La mise en scène (Sandra Pocceschi et Giacomo Strada) s’est attachée à stimuler l’imagination du public en évoquant plutôt qu’en décrivant. Cette belle démonstration d’un théâtre musical original et intelligent fut chaleureusement applaudie par un jeune public visiblement conquis. 

 

Forum Opéra, Tania Bracq

La scénographie de Sandra Pocceschi et Giacomo Strada - qui signent également la mise en scène – illustre clairement le propos. S’y projettent les belles animations aquarellées d’Alessandro Randi. La scène en est ainsi poétiquement animée. Proposer ainsi une critique du capitalisme industriel et de son obsession de la croissance pour en brosser les conséquences néfastes, tout cela pour un auditoire de jeunes enfants, voilà une gageure remarquablement relevée. 

 

Olyrix, Pierre Degott

La mise en scène de Sandra Pocceschi et Giacomo Strada est de la plus grande poésie. Servie par les beaux éclairages de Matteo Bambi, elle repose en grande partie sur l’utilisation habile et judicieuse de la vidéo confiée à Alessandro Randi.
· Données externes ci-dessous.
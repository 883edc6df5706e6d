//! Remote embedding API clients

use reqwest::Client;
use serde::Deserialize;
use serde::Serialize;
use tracing::debug;

use crate::errors::FolioRagError;
use crate::errors::Result;

/// Supported remote embedding providers
#[derive(Debug, Clone, Copy, PartialEq, Eq)]
pub enum EmbeddingProvider {
    /// OpenAI-compatible embeddings API
    OpenAI,
    /// Ollama local embeddings
    Ollama,
}

/// Client for generating dense embeddings from a remote provider
pub struct EmbeddingClient {
    provider: EmbeddingProvider,
    model: String,
    endpoint: String,
    api_key: Option<String>,
    client: Client,
}

impl EmbeddingClient {
    /// Create a new embedding client
    pub fn new(
        provider: EmbeddingProvider,
        model: String,
        endpoint: String,
        api_key: Option<String>,
    ) -> Result<Self> {
        let client = Client::builder()
            .timeout(std::time::Duration::from_secs(60))
            .build()
            .map_err(|e| FolioRagError::Http(e.to_string()))?;

        Ok(Self {
            provider,
            model,
            endpoint,
            api_key,
            client,
        })
    }

    /// Generate embedding for a single text
    pub async fn generate(&self, text: &str) -> Result<Vec<f32>> {
        match self.provider {
            EmbeddingProvider::OpenAI => self.generate_openai(text).await,
            EmbeddingProvider::Ollama => self.generate_ollama(text).await,
        }
    }

    /// Generate embeddings for multiple texts in batch
    pub async fn generate_batch(&self, texts: Vec<&str>) -> Result<Vec<Vec<f32>>> {
        match self.provider {
            EmbeddingProvider::OpenAI => self.generate_batch_openai(texts).await,
            EmbeddingProvider::Ollama => {
                // Ollama has no batch endpoint; issue concurrent single requests
                use futures::stream::StreamExt;
                use futures::stream::{
                    self,
                };

                let concurrency = std::cmp::min(texts.len().max(1), 8);
                let results: Vec<Result<Vec<f32>>> = stream::iter(texts.iter())
                    .map(|&text| async move { self.generate_ollama(text).await })
                    .buffered(concurrency)
                    .collect()
                    .await;

                let mut embeddings = Vec::with_capacity(results.len());
                for result in results {
                    embeddings.push(result?);
                }

                Ok(embeddings)
            }
        }
    }

    /// Generate embedding using an OpenAI-compatible API
    async fn generate_openai(&self, text: &str) -> Result<Vec<f32>> {
        let api_key = self
            .api_key
            .as_ref()
            .ok_or_else(|| FolioRagError::Config("OpenAI API key not provided".to_string()))?;

        #[derive(Serialize)]
        struct OpenAIRequest<'a> {
            input: &'a str,
            model: &'a str,
        }

        #[derive(Deserialize)]
        struct OpenAIResponse {
            data: Vec<EmbeddingData>,
        }

        #[derive(Deserialize)]
        struct EmbeddingData {
            embedding: Vec<f32>,
        }

        let url = format!("{}/embeddings", self.endpoint);
        debug!("Calling OpenAI embeddings API: {}", url);

        let request = OpenAIRequest {
            input: text,
            model: &self.model,
        };

        let response = self
            .client
            .post(&url)
            .header("Authorization", format!("Bearer {api_key}"))
            .header("Content-Type", "application/json")
            .json(&request)
            .send()
            .await
            .map_err(|e| FolioRagError::Http(e.to_string()))?;

        if !response.status().is_success() {
            let status = response.status();
            let error_text = response
                .text()
                .await
                .unwrap_or_else(|_| "Unknown error".to_string());
            return Err(FolioRagError::Embedding(format!(
                "OpenAI API error ({status}): {error_text}"
            )));
        }

        let result: OpenAIResponse = response
            .json()
            .await
            .map_err(|e| FolioRagError::Embedding(format!("Failed to parse response: {e}")))?;

        result
            .data
            .into_iter()
            .next()
            .map(|d| d.embedding)
            .ok_or_else(|| FolioRagError::Embedding("No embedding in response".to_string()))
    }

    /// Generate embeddings in batch using an OpenAI-compatible API
    async fn generate_batch_openai(&self, texts: Vec<&str>) -> Result<Vec<Vec<f32>>> {
        let api_key = self
            .api_key
            .as_ref()
            .ok_or_else(|| FolioRagError::Config("OpenAI API key not provided".to_string()))?;

        #[derive(Serialize)]
        struct OpenAIBatchRequest<'a> {
            input: Vec<&'a str>,
            model: &'a str,
        }

        #[derive(Deserialize)]
        struct OpenAIResponse {
            data: Vec<EmbeddingData>,
        }

        #[derive(Deserialize)]
        struct EmbeddingData {
            embedding: Vec<f32>,
        }

        let url = format!("{}/embeddings", self.endpoint);
        debug!("Calling OpenAI batch embeddings API: {} items", texts.len());

        let request = OpenAIBatchRequest {
            input: texts,
            model: &self.model,
        };

        let response = self
            .client
            .post(&url)
            .header("Authorization", format!("Bearer {api_key}"))
            .header("Content-Type", "application/json")
            .json(&request)
            .send()
            .await
            .map_err(|e| FolioRagError::Http(e.to_string()))?;

        if !response.status().is_success() {
            let status = response.status();
            let error_text = response
                .text()
                .await
                .unwrap_or_else(|_| "Unknown error".to_string());
            return Err(FolioRagError::Embedding(format!(
                "OpenAI API error ({status}): {error_text}"
            )));
        }

        let result: OpenAIResponse = response
            .json()
            .await
            .map_err(|e| FolioRagError::Embedding(format!("Failed to parse response: {e}")))?;

        Ok(result.data.into_iter().map(|d| d.embedding).collect())
    }

    /// Generate embedding using Ollama API
    async fn generate_ollama(&self, text: &str) -> Result<Vec<f32>> {
        #[derive(Serialize)]
        struct OllamaRequest<'a> {
            model: &'a str,
            prompt: &'a str,
        }

        #[derive(Deserialize)]
        struct OllamaResponse {
            embedding: Vec<f32>,
        }

        let url = format!("{}/api/embeddings", self.endpoint);
        debug!("Calling Ollama embeddings API: {}", url);

        let request = OllamaRequest {
            model: &self.model,
            prompt: text,
        };

        let response = self
            .client
            .post(&url)
            .header("Content-Type", "application/json")
            .json(&request)
            .send()
            .await
            .map_err(|e| FolioRagError::Http(e.to_string()))?;

        if !response.status().is_success() {
            let status = response.status();
            let error_text = response
                .text()
                .await
                .unwrap_or_else(|_| "Unknown error".to_string());
            return Err(FolioRagError::Embedding(format!(
                "Ollama API error ({status}): {error_text}"
            )));
        }

        let result: OllamaResponse = response
            .json()
            .await
            .map_err(|e| FolioRagError::Embedding(format!("Failed to parse response: {e}")))?;

        Ok(result.embedding)
    }
}
use thiserror::Error;

#[derive(Error, Debug)]
pub enum FolioRagError {
    #[error("Empty query provided")]
    EmptyQuery,

    #[error("Malformed portfolio record: {0}")]
    MalformedRecord(String),

    #[error("Configuration error: {0}")]
    Config(String),

    #[error("HTTP error: {0}")]
    Http(String),

    #[error("Embedding error: {0}")]
    Embedding(String),

    #[error("Completion service error: {0}")]
    Completion(String),

    #[error("Serialization error: {0}")]
    Serialization(#[from] serde_json::Error),

    #[error("TOML parsing error: {0}")]
    TomlParsing(#[from] toml::de::Error),

    #[error("IO error: {0}")]
    Io(#[from] std::io::Error),
}

pub type Result<T> = std::result::Result<T, FolioRagError>;
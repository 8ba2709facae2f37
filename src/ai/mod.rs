//! Generative backend integration for stage image synthesis.
//!
//! Provides the interface for the one generation invocation per workflow
//! run: multi-part request out, polymorphic outcome back.

pub mod gemini;
pub mod mock;

pub use gemini::GeminiStageClient;
pub use mock::MockStageImageClient;

use crate::encoding::VisualInput;
use crate::models::GenerationOutcome;
use crate::Result;
use async_trait::async_trait;

#[async_trait]
pub trait StageImageService: Send + Sync {
    /// Dispatch one composited-generation request: pose sketch, subject
    /// photo, optional scene reference, and the composed instruction text.
    ///
    /// Exactly one attempt, no internal retry. Errors cover transport
    /// failure and backend rejection; a backend that answers without an
    /// image still succeeds with a non-`Image` outcome.
    async fn generate_stage_image(
        &self,
        sketch: &VisualInput,
        photo: &VisualInput,
        scene: Option<&VisualInput>,
        instruction: &str,
    ) -> Result<GenerationOutcome>;
}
Les apparitions du poisson, de plus en plus amaigri et affaibli à chacune des sollicitations de Jacob donnent ainsi une touche pathétique à un spectacle autrement non dénué d’un certain humour, comme le montrent notamment les interventions d’un robot-narrateur, témoin des temps futurs inscrivant le spectacle dans l’intemporalité qui caractérise le sujet. 

 

Dernières Nouvelles d’Alsace, par B. FZ.

La mise en scène, épurée et bien rythmée, est l’œuvre du duo Sandra Pocceschi et Giacomo Strada. En un tour d’horloge, de façon simple, ludique, parfaitement compréhensible par les plus jeunes (et par leurs parents), l’opus fait une critique féroce de la course à la consommation pour la consommation, avec ses conséquences inéluctables. Ce conte musical a obtenu lors de sa création française à Colmar une ovation méritée aussi bien du jeune public présent que de leurs parents.